*TASK DIRECTIONS*. The answer must be every line below that contains the string "StatefulWidget".

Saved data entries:
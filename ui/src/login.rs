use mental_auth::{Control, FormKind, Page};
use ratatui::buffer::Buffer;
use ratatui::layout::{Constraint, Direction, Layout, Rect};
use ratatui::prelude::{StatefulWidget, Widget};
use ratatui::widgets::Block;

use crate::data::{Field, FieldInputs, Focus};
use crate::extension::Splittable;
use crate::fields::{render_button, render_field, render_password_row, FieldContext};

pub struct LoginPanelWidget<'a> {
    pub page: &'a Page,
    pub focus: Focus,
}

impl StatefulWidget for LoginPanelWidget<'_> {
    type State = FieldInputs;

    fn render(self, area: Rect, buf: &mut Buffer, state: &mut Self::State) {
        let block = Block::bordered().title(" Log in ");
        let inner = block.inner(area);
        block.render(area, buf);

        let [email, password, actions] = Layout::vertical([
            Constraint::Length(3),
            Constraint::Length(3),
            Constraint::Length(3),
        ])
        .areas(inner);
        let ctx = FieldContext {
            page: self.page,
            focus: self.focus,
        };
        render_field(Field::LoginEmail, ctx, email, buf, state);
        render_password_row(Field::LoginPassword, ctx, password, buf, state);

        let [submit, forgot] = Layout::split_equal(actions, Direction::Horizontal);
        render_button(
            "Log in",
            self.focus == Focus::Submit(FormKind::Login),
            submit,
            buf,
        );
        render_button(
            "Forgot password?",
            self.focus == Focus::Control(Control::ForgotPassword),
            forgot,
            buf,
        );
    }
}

* * *

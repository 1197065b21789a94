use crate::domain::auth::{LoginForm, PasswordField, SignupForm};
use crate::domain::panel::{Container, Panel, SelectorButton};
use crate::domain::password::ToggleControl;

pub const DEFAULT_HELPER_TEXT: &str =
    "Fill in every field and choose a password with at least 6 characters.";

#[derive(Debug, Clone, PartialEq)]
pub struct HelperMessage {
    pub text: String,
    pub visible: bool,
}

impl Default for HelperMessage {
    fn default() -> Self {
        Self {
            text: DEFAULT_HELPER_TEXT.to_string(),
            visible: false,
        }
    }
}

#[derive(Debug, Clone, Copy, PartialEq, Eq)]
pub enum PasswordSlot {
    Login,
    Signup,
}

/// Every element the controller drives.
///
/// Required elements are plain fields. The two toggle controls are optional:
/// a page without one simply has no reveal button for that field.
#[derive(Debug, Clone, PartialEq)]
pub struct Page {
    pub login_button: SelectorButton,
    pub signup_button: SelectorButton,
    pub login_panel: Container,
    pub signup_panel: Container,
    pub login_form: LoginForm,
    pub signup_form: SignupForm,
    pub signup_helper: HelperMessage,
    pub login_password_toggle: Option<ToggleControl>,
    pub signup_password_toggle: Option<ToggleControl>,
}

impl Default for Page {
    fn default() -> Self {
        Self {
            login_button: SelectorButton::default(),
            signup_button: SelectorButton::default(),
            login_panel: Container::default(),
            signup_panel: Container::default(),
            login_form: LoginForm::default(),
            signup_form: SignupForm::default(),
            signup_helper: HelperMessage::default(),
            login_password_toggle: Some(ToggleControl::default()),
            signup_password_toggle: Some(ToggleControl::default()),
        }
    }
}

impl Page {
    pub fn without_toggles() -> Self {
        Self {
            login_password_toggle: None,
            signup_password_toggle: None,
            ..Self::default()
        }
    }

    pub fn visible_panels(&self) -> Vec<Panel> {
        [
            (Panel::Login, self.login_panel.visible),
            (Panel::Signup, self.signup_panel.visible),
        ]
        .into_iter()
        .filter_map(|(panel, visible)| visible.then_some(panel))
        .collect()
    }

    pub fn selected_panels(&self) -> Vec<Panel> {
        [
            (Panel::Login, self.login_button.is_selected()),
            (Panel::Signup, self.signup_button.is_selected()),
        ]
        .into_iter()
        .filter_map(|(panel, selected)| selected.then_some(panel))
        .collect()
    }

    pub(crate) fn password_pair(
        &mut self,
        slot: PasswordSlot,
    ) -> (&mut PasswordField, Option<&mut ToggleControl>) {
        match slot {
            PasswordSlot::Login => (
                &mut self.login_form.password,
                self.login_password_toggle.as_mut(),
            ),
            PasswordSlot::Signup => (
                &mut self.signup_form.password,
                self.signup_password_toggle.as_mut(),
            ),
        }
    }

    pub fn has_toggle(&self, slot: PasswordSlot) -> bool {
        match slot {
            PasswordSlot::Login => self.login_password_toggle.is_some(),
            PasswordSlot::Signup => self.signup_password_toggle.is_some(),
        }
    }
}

*RESPONSE TO THIS TASK*.
use ratatui::prelude::{StatefulWidget, Widget};
impl StatefulWidget for LoginPanelWidget<'_> {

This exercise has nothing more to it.